Jusqu’au milieu du XXe siècle, le Brésil n’avait qu’une seule ambassade en Afrique subsaharienne. Port d’escale des navires marchands entre l’Europe et l’Amérique du Sud, Dakar avait été choisi pour des raisons géographiques évidentes. En revanche, pas une seule représentation diplomatique ou commerciale dans les autres pays. Pourtant, les 4,5 millions d’esclaves déportés en terre brésilienne ont profondément marqué ce pays de langue portugaise et largement contribué à son développement. Il aura fallu attendre 1961 pour que le président Jânio Quadros nomme un ambassadeur noir au Ghana. Encouragés, des Brésiliens fondèrent alors une chambre de commerce Brésil-Afrique.

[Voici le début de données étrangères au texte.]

// src/sources/rss.rs
//! Social signals counted from RSS feeds.
//!
//! Each item inside the collection window is scanned for a small vocabulary per
//! topic; every topic with at least one hit becomes a `content_mentions` signal.

use std::time::Duration;

use anyhow::{Context, Result};
use async_trait::async_trait;
use chrono::{DateTime, Utc};
use metrics::{counter, histogram};
use once_cell::sync::OnceCell;
use quick_xml::de::from_str;
use regex::Regex;
use serde::Deserialize;
use time::{format_description::well_known::Rfc2822, OffsetDateTime};

use super::{http_client, CollectionWindow, MockFeed, SignalProvider};
use crate::signal::{Signal, SourceType};

/// Items read per feed, newest first.
pub const MAX_ITEMS_PER_FEED: usize = 10;

/// Topic vocabularies, matched as lower-case substrings.
pub const TOPIC_VOCABULARY: [(&str, &[&str]); 4] = [
    ("ai_agents", &["ai", "agent", "bot", "autonomous", "chatbot"]),
    ("defi", &["defi", "dex", "yield", "liquidity", "amm", "perps"]),
    ("gaming", &["game", "nft", "metaverse", "p2e", "play-to-earn"]),
    ("payments", &["payment", "usdc", "stablecoin", "merchant", "commerce"]),
];

#[derive(Debug, Deserialize)]
struct Rss {
    channel: Channel,
}
#[derive(Debug, Deserialize)]
struct Channel {
    #[serde(rename = "item", default)]
    item: Vec<Item>,
}
#[derive(Debug, Deserialize)]
struct Item {
    title: Option<String>,
    #[serde(rename = "pubDate")]
    pub_date: Option<String>,
    description: Option<String>,
}

fn parse_rfc2822(ts: &str) -> Option<DateTime<Utc>> {
    let dt = OffsetDateTime::parse(ts.trim(), &Rfc2822).ok()?;
    DateTime::from_timestamp(dt.unix_timestamp(), 0)
}

pub struct RssMentionsProvider {
    mode: Mode,
}

enum Mode {
    Fixture(Vec<(String, String)>),
    Http {
        urls: Vec<String>,
        client: reqwest::Client,
    },
}

impl RssMentionsProvider {
    pub fn from_urls(urls: Vec<String>, timeout: Duration) -> Result<Self> {
        Ok(Self {
            mode: Mode::Http {
                urls,
                client: http_client(timeout)?,
            },
        })
    }

    /// Offline provider over `(feed label, xml body)` pairs.
    pub fn from_fixtures(feeds: Vec<(String, String)>) -> Self {
        Self {
            mode: Mode::Fixture(feeds),
        }
    }

    async fn fetch_body(client: &reqwest::Client, url: &str) -> Result<String> {
        client
            .get(url)
            .send()
            .await
            .with_context(|| format!("rss GET {url}"))?
            .error_for_status()
            .with_context(|| format!("rss status {url}"))?
            .text()
            .await
            .context("rss http .text()")
    }
}

#[async_trait]
impl SignalProvider for RssMentionsProvider {
    async fn collect(&self, window: &CollectionWindow) -> Result<Vec<Signal>> {
        match &self.mode {
            Mode::Fixture(feeds) => {
                let mut out = Vec::new();
                for (label, xml) in feeds {
                    out.extend(parse_feed(xml, label, window)?);
                }
                Ok(out)
            }
            Mode::Http { urls, client } => {
                let mut out = Vec::new();
                let mut failures = 0usize;
                for url in urls {
                    let parsed = match Self::fetch_body(client, url).await {
                        Ok(body) => parse_feed(&body, url, window),
                        Err(e) => Err(e),
                    };
                    match parsed {
                        Ok(v) => out.extend(v),
                        Err(e) => {
                            failures += 1;
                            tracing::warn!(target: "sources", error = ?e, feed = %url, provider = "rss", "feed failed");
                            counter!("source_errors_total", "source" => "rss").increment(1);
                        }
                    }
                }
                if !urls.is_empty() && failures == urls.len() {
                    anyhow::bail!("rss: all {failures} feeds failed");
                }
                Ok(out)
            }
        }
    }

    fn name(&self) -> &'static str {
        "rss"
    }

    fn source_type(&self) -> SourceType {
        SourceType::Social
    }

    fn fallback(&self) -> Option<MockFeed> {
        Some(MockFeed::Social)
    }
}

/// Parse one feed body into mention signals. Items without a date are stamped
/// with the window end; items dated outside the window are dropped.
pub fn parse_feed(xml: &str, feed: &str, window: &CollectionWindow) -> Result<Vec<Signal>> {
    let t0 = std::time::Instant::now();
    let xml_clean = scrub_html_entities_for_xml(xml);
    let rss: Rss = from_str(&xml_clean).context("parsing rss xml")?;

    let mut out = Vec::new();
    for it in rss.channel.item.into_iter().take(MAX_ITEMS_PER_FEED) {
        let published = it
            .pub_date
            .as_deref()
            .and_then(parse_rfc2822)
            .unwrap_or(window.end);
        if !window.contains(published) {
            continue;
        }

        let title = clean_text(it.title.as_deref().unwrap_or_default());
        let body = clean_text(it.description.as_deref().unwrap_or_default());
        let text = format!("{title} {body}");

        for (topic, count) in extract_topic_mentions(&text) {
            out.push(
                Signal::new(SourceType::Social, "content_mentions", count as f64, published)
                    .with_meta("source", "rss")
                    .with_meta("topic", topic)
                    .with_meta("feed", feed)
                    .with_meta("title", title.as_str()),
            );
        }
    }

    histogram!("source_fetch_ms", "source" => "rss").record(t0.elapsed().as_secs_f64() * 1_000.0);
    Ok(out)
}

/// Number of distinct vocabulary words present per topic; zero-hit topics are
/// omitted. Output follows vocabulary order.
pub fn extract_topic_mentions(text: &str) -> Vec<(&'static str, usize)> {
    let lower = text.to_lowercase();
    TOPIC_VOCABULARY
        .iter()
        .filter_map(|(topic, words)| {
            let count = words.iter().filter(|w| lower.contains(*w)).count();
            (count > 0).then_some((*topic, count))
        })
        .collect()
}

/// Decode entities, drop tags, collapse whitespace.
fn clean_text(s: &str) -> String {
    static RE_TAGS: OnceCell<Regex> = OnceCell::new();
    static RE_WS: OnceCell<Regex> = OnceCell::new();
    let re_tags = RE_TAGS.get_or_init(|| Regex::new(r"(?is)</?[^>]+>").expect("tag regex"));
    let re_ws = RE_WS.get_or_init(|| Regex::new(r"\s+").expect("whitespace regex"));

    let decoded = html_escape::decode_html_entities(s);
    let stripped = re_tags.replace_all(&decoded, " ");
    re_ws.replace_all(&stripped, " ").trim().to_string()
}

/// quick-xml only knows the XML entities; feeds routinely use HTML ones.
fn scrub_html_entities_for_xml(s: &str) -> String {
    s.replace("&nbsp;", " ")
        .replace("&ndash;", "-")
        .replace("&mdash;", "-")
        .replace("&ldquo;", "\"")
        .replace("&rdquo;", "\"")
        .replace("&lsquo;", "'")
        .replace("&rsquo;", "'")
        .replace("&hellip;", "...")
}
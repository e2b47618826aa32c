// src/cluster.rs
//! # Signal Clusterer
//! Groups momentum-carrying signals that share thematic keywords and scores each
//! group by source diversity, average momentum and size.
//!
//! Grouping is a single hop through an inverted keyword index: a seed signal
//! pulls in every signal that shares one of *its own* keywords. It is not a
//! transitive closure, and a signal already pulled into an earlier cluster can be
//! pulled into a later one again when it shares a keyword with that seed.

use serde::{Deserialize, Serialize};
use serde_json::Value;
use std::collections::{BTreeSet, HashMap, HashSet};

use crate::momentum::mean;
use crate::signal::{Signal, SourceType};

/// Expected maximum number of distinct source types in one cluster.
pub const EXPECTED_SOURCE_TYPES: f64 = 3.0;
/// Cluster size at which the size component saturates.
pub const CLUSTER_SIZE_CAP: f64 = 10.0;

pub const DIVERSITY_WEIGHT: f64 = 0.4;
pub const MOMENTUM_WEIGHT: f64 = 0.4;
pub const SIZE_WEIGHT: f64 = 0.2;

/// Metadata fields that contribute keywords, in extraction order.
pub const KEYWORD_FIELDS: [&str; 5] = ["category", "topic", "keywords", "topics", "tags"];

#[derive(Debug, Clone, PartialEq, Serialize, Deserialize)]
pub struct Cluster {
    pub cluster_id: String,
    pub signals: Vec<Signal>,
    /// Union of member keywords, ordered by first appearance.
    pub keywords: Vec<String>,
    /// Distinct member source types, ordered by first appearance.
    pub source_types: Vec<SourceType>,
    pub avg_momentum: f64,
    pub diversity_score: f64,
    pub size_score: f64,
    pub cluster_score: f64,
    pub size: usize,
    pub has_multi_signal_reinforcement: bool,
}

impl Cluster {
    /// Build an enriched cluster from its members.
    pub fn from_members(cluster_id: impl Into<String>, signals: Vec<Signal>) -> Self {
        let mut keywords = Vec::new();
        let mut seen = HashSet::new();
        let mut source_types: Vec<SourceType> = Vec::new();
        for s in &signals {
            for kw in extract_keywords(s) {
                if seen.insert(kw.clone()) {
                    keywords.push(kw);
                }
            }
            if !source_types.contains(&s.source_type) {
                source_types.push(s.source_type.clone());
            }
        }

        let size = signals.len();
        let diversity_score = source_types.len() as f64 / EXPECTED_SOURCE_TYPES;
        let avg_momentum = mean(signals.iter().filter_map(|s| s.momentum_score));
        let size_score = (size as f64 / CLUSTER_SIZE_CAP).min(1.0);

        Self {
            cluster_id: cluster_id.into(),
            keywords,
            has_multi_signal_reinforcement: source_types.len() >= 2,
            source_types,
            avg_momentum,
            diversity_score,
            size_score,
            cluster_score: cluster_score(diversity_score, avg_momentum, size_score),
            size,
            signals,
        }
    }
}

/// Weighted blend of the three components, scaled to roughly 0..100.
pub fn cluster_score(diversity_score: f64, avg_momentum: f64, size_score: f64) -> f64 {
    (diversity_score * DIVERSITY_WEIGHT
        + (avg_momentum / 100.0) * MOMENTUM_WEIGHT
        + size_score * SIZE_WEIGHT)
        * 100.0
}

/// Keywords of one signal: singleton fields and string lists from
/// `KEYWORD_FIELDS`, deduplicated, in field order. Anything else is ignored.
pub fn extract_keywords(signal: &Signal) -> Vec<String> {
    let mut out: Vec<String> = Vec::new();
    let mut push = |s: &str| {
        if !s.is_empty() && !out.iter().any(|k| k == s) {
            out.push(s.to_string());
        }
    };
    for field in KEYWORD_FIELDS {
        match signal.metadata.get(field) {
            Some(Value::String(s)) => push(s.as_str()),
            Some(Value::Array(items)) => items.iter().filter_map(Value::as_str).for_each(&mut push),
            _ => {}
        }
    }
    out
}

#[derive(Debug, Clone, Copy)]
pub struct SignalClusterer {
    min_cluster_size: usize,
    max_clusters: usize,
}

impl SignalClusterer {
    pub fn new(min_cluster_size: usize, max_clusters: usize) -> Self {
        Self {
            min_cluster_size,
            max_clusters,
        }
    }

    /// Cluster momentum signals, strongest first, at most `max_clusters`.
    pub fn cluster(&self, signals: &[Signal]) -> Vec<Cluster> {
        let candidates: Vec<&Signal> = signals.iter().filter(|s| s.has_momentum).collect();
        if candidates.len() < self.min_cluster_size {
            tracing::debug!(
                target: "pipeline",
                candidates = candidates.len(),
                min_cluster_size = self.min_cluster_size,
                "too few momentum signals to cluster"
            );
            return Vec::new();
        }

        let keywords: Vec<Vec<String>> = candidates.iter().map(|s| extract_keywords(s)).collect();
        let groups = self.group_by_keywords(&keywords);

        let mut clusters: Vec<Cluster> = groups
            .into_iter()
            .enumerate()
            .map(|(n, members)| {
                let owned = members.into_iter().map(|i| candidates[i].clone()).collect();
                Cluster::from_members(format!("cluster_{n}"), owned)
            })
            .collect();

        clusters.sort_by(|a, b| b.cluster_score.total_cmp(&a.cluster_score));
        clusters.truncate(self.max_clusters);

        tracing::debug!(
            target: "pipeline",
            candidates = candidates.len(),
            clusters = clusters.len(),
            "clustered momentum signals"
        );
        clusters
    }

    /// One-hop grouping over per-signal keyword lists. Returns member indices
    /// (ascending) of every group that reaches `min_cluster_size`, in seed order.
    pub fn group_by_keywords(&self, keywords: &[Vec<String>]) -> Vec<Vec<usize>> {
        let mut index: HashMap<&str, Vec<usize>> = HashMap::new();
        for (i, kws) in keywords.iter().enumerate() {
            for kw in kws {
                index.entry(kw.as_str()).or_default().push(i);
            }
        }

        let mut visited = vec![false; keywords.len()];
        let mut groups = Vec::new();
        for seed in 0..keywords.len() {
            if visited[seed] {
                continue;
            }
            let mut members = BTreeSet::from([seed]);
            for kw in &keywords[seed] {
                if let Some(hits) = index.get(kw.as_str()) {
                    members.extend(hits.iter().copied());
                }
            }
            for &m in &members {
                visited[m] = true;
            }
            if members.len() >= self.min_cluster_size {
                groups.push(members.into_iter().collect());
            }
        }
        groups
    }
}

#[cfg(test)]
mod tests {
    use super::*;
    use chrono::Utc;
    use serde_json::json;

    fn kws(list: &[&[&str]]) -> Vec<Vec<String>> {
        list.iter()
            .map(|k| k.iter().map(|s| s.to_string()).collect())
            .collect()
    }

    fn hot(source: &str, momentum: f64) -> Signal {
        let mut s = Signal::new(source, "m", 1.0, Utc::now());
        s.momentum_score = Some(momentum);
        s.has_momentum = true;
        s
    }

    #[test]
    fn keyword_extraction_unions_all_fields() {
        let s = Signal::new("social", "topic_mentions", 3.0, Utc::now())
            .with_meta("category", "ai_agents")
            .with_meta("topic", "ai_agents")
            .with_meta("keywords", json!(["AI agents", "automation"]))
            .with_meta("topics", json!(["ai", 7, null]))
            .with_meta("tags", json!(["automation", "bots"]))
            .with_meta("engagement", 4000);
        assert_eq!(
            extract_keywords(&s),
            vec!["ai_agents", "AI agents", "automation", "ai", "bots"]
        );

        let bare = Signal::new("social", "m", 1.0, Utc::now());
        assert!(extract_keywords(&bare).is_empty());
    }

    #[test]
    fn shared_keyword_pulls_signals_together() {
        let c = SignalClusterer::new(2, 10);
        let groups = c.group_by_keywords(&kws(&[&["defi"], &["gaming"], &["defi", "yield"]]));
        // "gaming" alone is below the minimum size
        assert_eq!(groups, vec![vec![0, 2]]);
    }

    #[test]
    fn grouping_is_one_hop_not_transitive() {
        // 0 -a- 1 -b- 2 : seed 0 only reaches 1 through "a"
        let c = SignalClusterer::new(1, 10);
        let groups = c.group_by_keywords(&kws(&[&["a"], &["a", "b"], &["b"]]));
        assert_eq!(groups[0], vec![0, 1]);
        // 2 is still unvisited; its seed re-collects 1 through "b"
        assert_eq!(groups[1], vec![1, 2]);
        assert_eq!(groups.len(), 2);
    }

    #[test]
    fn signals_without_keywords_stay_alone() {
        let c = SignalClusterer::new(1, 10);
        let groups = c.group_by_keywords(&kws(&[&[], &[], &["x"]]));
        assert_eq!(groups, vec![vec![0], vec![1], vec![2]]);
    }

    #[test]
    fn score_combines_diversity_momentum_and_size() {
        let members = vec![
            hot("onchain", 40.0).with_meta("category", "ai_agents"),
            hot("development", 40.0).with_meta("category", "ai_agents"),
            hot("social", 40.0).with_meta("topic", "ai_agents"),
        ];
        let c = Cluster::from_members("cluster_0", members);
        assert_eq!(c.size, 3);
        assert_eq!(c.source_types.len(), 3);
        assert!((c.diversity_score - 1.0).abs() < 1e-12);
        assert!((c.size_score - 0.3).abs() < 1e-12);
        // (1.0*0.4 + 0.4*0.4 + 0.3*0.2) * 100 = 62
        assert!((c.cluster_score - 62.0).abs() < 1e-9);
        assert!(c.has_multi_signal_reinforcement);
        assert_eq!(c.keywords, vec!["ai_agents"]);
    }

    #[test]
    fn score_is_monotone_in_each_component() {
        let base = cluster_score(0.5, 20.0, 0.5);
        assert!(cluster_score(0.8, 20.0, 0.5) >= base);
        assert!(cluster_score(0.5, 35.0, 0.5) >= base);
        assert!(cluster_score(0.5, 20.0, 0.9) >= base);
    }

    #[test]
    fn cluster_drops_flat_signals_and_orders_by_score() {
        let mut flat = Signal::new("onchain", "m", 1.0, Utc::now()).with_meta("category", "defi");
        flat.has_momentum = false;

        let signals = vec![
            hot("onchain", 20.0).with_meta("category", "defi"),
            hot("onchain", 20.0).with_meta("category", "defi"),
            flat,
            hot("onchain", 60.0).with_meta("category", "ai"),
            hot("social", 60.0).with_meta("topic", "ai"),
        ];
        let clusters = SignalClusterer::new(2, 10).cluster(&signals);
        assert_eq!(clusters.len(), 2);
        assert_eq!(clusters[0].keywords, vec!["ai"]);
        assert_eq!(clusters[0].cluster_id, "cluster_1");
        assert_eq!(clusters[1].size, 2);
        assert!(clusters[0].cluster_score > clusters[1].cluster_score);

        let capped = SignalClusterer::new(2, 1).cluster(&signals);
        assert_eq!(capped.len(), 1);
        assert_eq!(capped[0].cluster_id, "cluster_1");
    }

    #[test]
    fn too_few_momentum_signals_yield_nothing() {
        let signals = vec![hot("onchain", 30.0), hot("social", 30.0)];
        assert!(SignalClusterer::new(3, 10).cluster(&signals).is_empty());
    }
}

Sans succès.
En prenant le pouvoir en 1964, les généraux brésiliens comprirent l’importance stratégique de l’Atlantique sud – on était alors en pleine guerre froide – et élaborèrent une doctrine favorable à la stabilité politique de part et d’autre de l’océan. C’est ainsi qu’ils furent les premiers dans le monde occidental à reconnaître le gouvernement marxiste du Mouvement populaire de libération de l’Angola, alors que, chez eux, ils emprisonnaient les communistes. Des livres scolaires destinés aux Africains lusophones commencèrent d’être imprimés au Brésil. Dans l’archipel du Cap-Vert, la méthode révolutionnaire d’alphabétisation du pédagogue Paulo Freire fut mise en pratique dans les écoles, dès l’indépendance. Par la suite, quelques entreprises brésiliennes prirent pied en Afrique subsaharienne.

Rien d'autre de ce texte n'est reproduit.